Premier voyage (4) — Conclusion
Hedera helix
Mes yeux s’ouvrent lentement, dévoilant petit à petit les détails d’un plafond de bois. Une lumière est projetée vers la gauche. Je tourne le regard, il y a une fenêtre ouverte dévoilant un ciel rouge. On dirait que je suis de retour dans la chambre d’auberge. Quel soulagement, je ne suis plus auprès des tonneaux. Je me relève avec difficulté, un mal de tête m’assaille pendant ce geste.
- Ah ! Tu ferais mieux de rester couchée, suggère une voix grave à ma droite.
Une main me pousse doucement vers l’arrière, mon regard se pose furtivement sur le corps du Désastre. Ce dernier n’a pas encore remis ses bandages, je vois encore ses immondes nécroses, sans pour autant constater la présence des petites “bouches”. Je saisis son bras ayant servi à m’allonger, afin de l’analyser en détail.

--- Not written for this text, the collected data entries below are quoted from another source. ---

//! Whole bridge: mock WebSocket node -> supervisor -> dispatcher -> mock
//! job runner.

use std::sync::{Arc, Mutex};
use std::time::Duration;

use axum::extract::{Path, State};
use axum::http::{HeaderMap, StatusCode};
use axum::routing::post;
use axum::Router;
use futures::{SinkExt, StreamExt};
use serde_json::{json, Value};
use tokio::net::TcpListener;
use tokio::time::timeout;
use tokio_tungstenite::tungstenite::Message;

use chainbridge_core::types::{Endpoint, Protocol, SubscriptionRecord};
use chainbridge_service::{Bridge, BridgeConfig, SubscriptionState};

#[derive(Debug, Clone)]
struct Run {
    job: String,
    access_key: Option<String>,
    secret: Option<String>,
    body: Value,
}

#[derive(Clone, Default)]
struct Runner {
    runs: Arc<Mutex<Vec<Run>>>,
}

async fn create_run(
    State(runner): State<Runner>,
    Path(job): Path<String>,
    headers: HeaderMap,
    body: String,
) -> StatusCode {
    let header = |name: &str| headers.get(name).and_then(|v| v.to_str().ok()).map(String::from);
    runner.runs.lock().unwrap().push(Run {
        job,
        access_key: header("X-Chainlink-EA-AccessKey"),
        secret: header("X-Chainlink-EA-Secret"),
        body: serde_json::from_str(&body).unwrap_or(Value::Null),
    });
    StatusCode::CREATED
}

async fn spawn_runner() -> (String, Runner) {
    let runner = Runner::default();
    let app = Router::new()
        .route("/v2/specs/:job/runs", post(create_run))
        .with_state(runner.clone());
    let listener = TcpListener::bind("127.0.0.1:0").await.unwrap();
    let addr = listener.local_addr().unwrap();
    tokio::spawn(async move {
        axum::serve(listener, app).await.unwrap();
    });
    (format!("http://{addr}"), runner)
}

/// Confirms the subscription, then sends one log notification.
async fn spawn_node() -> String {
    let listener = TcpListener::bind("127.0.0.1:0").await.unwrap();
    let addr = listener.local_addr().unwrap();
    tokio::spawn(async move {
        let (stream, _) = listener.accept().await.unwrap();
        let mut ws = tokio_tungstenite::accept_async(stream).await.unwrap();
        let _subscribe = ws.next().await;
        let ack = json!({"jsonrpc": "2.0", "id": 1, "result": "0xfeed"});
        ws.send(Message::Text(ack.to_string())).await.unwrap();
        let note = json!({
            "jsonrpc": "2.0",
            "method": "eth_subscription",
            "params": {
                "subscription": "0xfeed",
                "result": {
                    "address": "0x0000000000000000000000000000000000000abc",
                    "topics": ["0x000000000000000000000000000000000000000000000000000000000000dead"],
                    "data": "0x01",
                    "blockNumber": "0x42",
                    "blockHash": "0xaa",
                    "transactionHash": "0xbb",
                    "transactionIndex": "0x0",
                    "logIndex": "0x1"
                }
            }
        });
        ws.send(Message::Text(note.to_string())).await.unwrap();
        while ws.next().await.is_some() {}
    });
    format!("ws://{addr}")
}

fn record(id: &str, url: String, chain: &str) -> SubscriptionRecord {
    SubscriptionRecord {
        id: id.into(),
        job_reference: format!("job-{id}"),
        endpoint: Endpoint {
            url,
            protocol: Protocol::WebSocket,
            chain: chain.into(),
            refresh_interval_secs: 0,
        },
        addresses: vec!["0xabc".into()],
        topics: vec!["0xdead".into()],
    }
}

#[tokio::test]
async fn log_event_triggers_job_exactly_once() {
    let (runner_url, runner) = spawn_runner().await;
    let node_url = spawn_node().await;

    let mut config = BridgeConfig::default();
    config.chainlink.url = runner_url;
    config.chainlink.access_key = "key".into();
    config.chainlink.secret = "secret".into();
    config.subscriptions = vec![
        record("eth", node_url, "ethereum"),
        record("doge", "ws://127.0.0.1:1".into(), "dogecoin"),
    ];

    let bridge = Bridge::from_config(&config).await.unwrap();
    let report = bridge.boot().await.unwrap();
    assert_eq!(report.started, vec!["eth".to_string()]);
    assert_eq!(report.failed.len(), 1);
    assert_eq!(report.failed[0].0, "doge");

    timeout(Duration::from_secs(5), async {
        while runner.runs.lock().unwrap().is_empty() {
            tokio::time::sleep(Duration::from_millis(20)).await;
        }
    })
    .await
    .unwrap();
    // Leave room for a duplicate to show up.
    tokio::time::sleep(Duration::from_millis(200)).await;

    let runs = runner.runs.lock().unwrap().clone();
    assert_eq!(runs.len(), 1);
    let run = &runs[0];
    assert_eq!(run.job, "job-eth");
    assert_eq!(run.access_key.as_deref(), Some("key"));
    assert_eq!(run.secret.as_deref(), Some("secret"));
    assert_eq!(run.body["blockNumber"], "0x42");
    assert_eq!(run.body["logIndex"], "0x1");

    let metrics = bridge.metrics();
    assert_eq!(metrics.delivered, 1);
    assert_eq!(metrics.failed, 0);

    let supervisor = bridge.supervisor().clone();
    assert_eq!(supervisor.state("eth").await, Some(SubscriptionState::Running));
    assert_eq!(supervisor.state("doge").await, Some(SubscriptionState::Failed));

    timeout(Duration::from_secs(5), bridge.shutdown()).await.unwrap();
    assert_eq!(supervisor.state("eth").await, Some(SubscriptionState::Stopped));
}

#[tokio::test]
async fn unreachable_node_fails_only_its_subscription() {
    let (runner_url, _runner) = spawn_runner().await;
    let mut config = BridgeConfig::default();
    config.chainlink.url = runner_url;
    config.ws.connect_timeout_secs = 1;
    config.subscriptions = vec![record("down", "ws://127.0.0.1:1".into(), "ethereum")];

    let bridge = Bridge::from_config(&config).await.unwrap();
    let report = bridge.boot().await.unwrap();
    assert!(report.started.is_empty());
    assert_eq!(report.failed[0].0, "down");

    let status = bridge.supervisor().snapshot().await;
    assert_eq!(status[0].state, SubscriptionState::Failed);
    bridge.shutdown().await;
}

#[tokio::test]
async fn bad_endpoint_scheme_fails_only_its_subscription() {
    let (runner_url, runner) = spawn_runner().await;
    let node_url = spawn_node().await;

    let mut config = BridgeConfig::default();
    config.chainlink.url = runner_url;
    config.subscriptions = vec![
        record("eth", node_url, "ethereum"),
        record("bad", "https://node.example".into(), "ethereum"),
    ];

    let bridge = Bridge::from_config(&config).await.unwrap();
    let report = bridge.boot().await.unwrap();
    assert_eq!(report.started, vec!["eth".to_string()]);
    assert_eq!(report.failed.len(), 1);
    assert_eq!(report.failed[0].0, "bad");
    assert!(report.failed[0].1.contains("https"));

    let supervisor = bridge.supervisor().clone();
    assert_eq!(supervisor.state("bad").await, Some(SubscriptionState::Failed));

    timeout(Duration::from_secs(5), async {
        while runner.runs.lock().unwrap().is_empty() {
            tokio::time::sleep(Duration::from_millis(20)).await;
        }
    })
    .await
    .unwrap();
    assert_eq!(runner.runs.lock().unwrap()[0].job, "job-eth");

    timeout(Duration::from_secs(5), bridge.shutdown()).await.unwrap();
}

Mon associé lâche un petit cri de protestation, je l’ignore en me concentrant sur les tâches noirâtres de son bras. À présent, je comprends mieux l’odeur et la nature de Gangrène. Lors de notre rencontre, celui-ci parlait de mourir, afin de ne plus souffrir. J’ai été dure avec lui sans connaître la raison de son souhait. Je n’imagine pas à quelle point ces nécroses doivent êtres douloureuses, surtout lorsque l’on voit ce qu’elles peuvent devenir.
- Peut-on soigner ça ?
Mince ! J’ai encore pensé tout haut ! Je déteste ce genre de maladresse, si je n’avais pas ce défaut, mes jeux d’actrices seraient bien plus convaincants.
Ma surprise retire mon étreinte, le bras de mon partenaire se met hors de portée.
- La mort est le seul remède.
La tristesse pose son empreinte sur mon visage, cette réponse ne m’étonne plus. C’est même logique ! Le souhait de Gangrène est de mourir pour échapper à cette souffrance, je le comprends parfaitement. Alors, pourquoi ne suis-je toujours pas d’accord avec ça ?!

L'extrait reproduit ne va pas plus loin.